Ce déficit majeur de données exhaustives a été relevé dans maints
documents depuis près de quinze ans (rapport Latarjet en 2004,
entretiens de Valois en 2008, rapport Metzger-Martinelli-Murat en 2012).
« L’idée d’un observatoire est un serpent de mer et une patate chaude »,
résume Fabien Jannelle, ancien directeur de l’Office national de
diffusion artistique et auteur de Pour une politique du spectacle vivant
(Les Solitaires intempestifs, 2016).
L’affaire est compliquée : des cafés-théâtres aux centres dramatiques
nationaux, en passant par les théâtres municipaux, les scènes
conventionnées, les festivals… le paysage est vaste et hétéroclite. «
Depuis les années 1980, le nombre de lieux, de compagnies indépendantes
et de créations s’est multiplié sans tenir compte des possibilités de
diffusion et sans que l’élargissement du public suive, car la
démocratisation culturelle a davantage été géographique que sociale »,
résume Fabien Jannelle.

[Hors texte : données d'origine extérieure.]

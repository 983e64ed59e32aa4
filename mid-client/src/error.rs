//! Error types for the client layer

pub use mid_core::error::{MidError, MidResult};
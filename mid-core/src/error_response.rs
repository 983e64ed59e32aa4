//! Cycle-wide accumulation of error records

use crate::error_code::{ErrorCode, ErrorRecord, ErrorTarget};
use crate::reading::SensorId;
use serde::{Deserialize, Serialize};

/// Error records gathered across every command of one reading cycle
///
/// Append-only. Records are never rewritten once added; the upload layer
/// receives them in the order they were reported.
#[derive(Debug, Clone, Default, PartialEq, Serialize, Deserialize)]
pub struct ErrorResponse {
    records: Vec<ErrorRecord>,
}

impl ErrorResponse {
    pub fn new() -> Self {
        Self::default()
    }

    pub fn is_empty(&self) -> bool {
        self.records.is_empty()
    }

    pub fn len(&self) -> usize {
        self.records.len()
    }

    pub fn records(&self) -> &[ErrorRecord] {
        &self.records
    }

    pub fn into_records(self) -> Vec<ErrorRecord> {
        self.records
    }

    pub fn push(&mut self, record: ErrorRecord) {
        self.records.push(record);
    }

    /// Record an engineering-conversion failure for each sensor id
    pub fn add_engineering_errors<I>(&mut self, ids: I)
    where
        I: IntoIterator<Item = SensorId>,
    {
        self.add_for_sensors(ErrorCode::ENGINEERING, ids);
    }

    /// Record a parse failure for each sensor id
    pub fn add_parse_errors<I>(&mut self, ids: I)
    where
        I: IntoIterator<Item = SensorId>,
    {
        self.add_for_sensors(ErrorCode::PARSE, ids);
    }

    /// Record a reply timeout for each sensor id
    pub fn add_timeout_errors<I>(&mut self, ids: I)
    where
        I: IntoIterator<Item = SensorId>,
    {
        self.add_for_sensors(ErrorCode::TIMEOUT, ids);
    }

    /// Record hub-reported `(code, address index)` faults
    pub fn add_device_errors<I>(&mut self, faults: I)
    where
        I: IntoIterator<Item = (ErrorCode, u8)>,
    {
        self.records.extend(
            faults
                .into_iter()
                .map(|(code, index)| ErrorRecord::new(code, ErrorTarget::AddressIndex(index))),
        );
    }

    /// Append every record of another response
    pub fn extend(&mut self, other: ErrorResponse) {
        self.records.extend(other.records);
    }

    /// Count records carrying the given code
    pub fn count_of(&self, code: ErrorCode) -> usize {
        self.records.iter().filter(|r| r.code == code).count()
    }

    fn add_for_sensors<I>(&mut self, code: ErrorCode, ids: I)
    where
        I: IntoIterator<Item = SensorId>,
    {
        self.records
            .extend(ids.into_iter().map(|id| ErrorRecord::for_sensor(code, id)));
    }
}

impl Extend<ErrorRecord> for ErrorResponse {
    fn extend<T: IntoIterator<Item = ErrorRecord>>(&mut self, iter: T) {
        self.records.extend(iter);
    }
}

#[cfg(test)]
mod tests {
    use super::*;

    #[test]
    fn test_empty_response() {
        let response = ErrorResponse::new();
        assert!(response.is_empty());
        assert_eq!(response.len(), 0);
    }

    #[test]
    fn test_accumulates_in_order() {
        let mut response = ErrorResponse::new();
        response.add_timeout_errors([1, 2]);
        response.add_parse_errors(vec![3]);
        response.add_engineering_errors(Some(4));
        response.add_device_errors([(ErrorCode::UNIT_TIMEOUT, 2)]);

        assert!(!response.is_empty());
        assert_eq!(response.len(), 5);
        assert_eq!(response.count_of(ErrorCode::TIMEOUT), 2);
        assert_eq!(
            response.records()[2],
            ErrorRecord::for_sensor(ErrorCode::PARSE, 3)
        );
        assert_eq!(
            response.records()[4].target,
            ErrorTarget::AddressIndex(2)
        );
    }

    #[test]
    fn test_merge_responses() {
        let mut first = ErrorResponse::new();
        first.add_timeout_errors([10]);
        let mut second = ErrorResponse::new();
        second.add_engineering_errors([11, 12]);

        first.extend(second);
        assert_eq!(first.len(), 3);
        assert_eq!(first.count_of(ErrorCode::ENGINEERING), 2);
    }
}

Conséquence : le déséquilibre entre l’offre et
la demande entraînerait une baisse du nombre moyen de représentations
par création et de la durée des tournées.
Objet de méfiance
« L’économie du spectacle vivant est à réinterroger. Actuellement, la
diffusion est en crise, les périodes de programmation sont trop courtes
pour laisser le temps aux œuvres de s’installer et d’attirer un public
moins averti », considère Michel Orier, ancien directeur général de la
création artistique, directeur de la musique et de la création
culturelle à Radio France. « Lorsqu’il y a un spectacle qui suscite de
l’enthousiasme et de l’émotion, il devrait circuler beaucoup plus
qu’actuellement », dit Pascal Rogard, directeur général de la Société
des auteurs et compositeurs dramatiques (SACD), qui milite depuis 2004
en faveur d’un vrai outil statistique.
Si ce projet d’observatoire a mis tant d’années à voir le jour, c’est «
parce que l’évaluation n’a jamais été une priorité rue de Valois »,
souligne Michel Orier. Sans compter que la méfiance règne, du côté des
lieux de spectacles, quant à l’utilisation qui sera faite de ces
données. « Lorsque j’ai participé à la mission Latarjet, on était
considérés comme des suppôts du capitalisme parce qu’on parlait
d’économie, d’offre et de demande », se souvient Fabien Jannelle.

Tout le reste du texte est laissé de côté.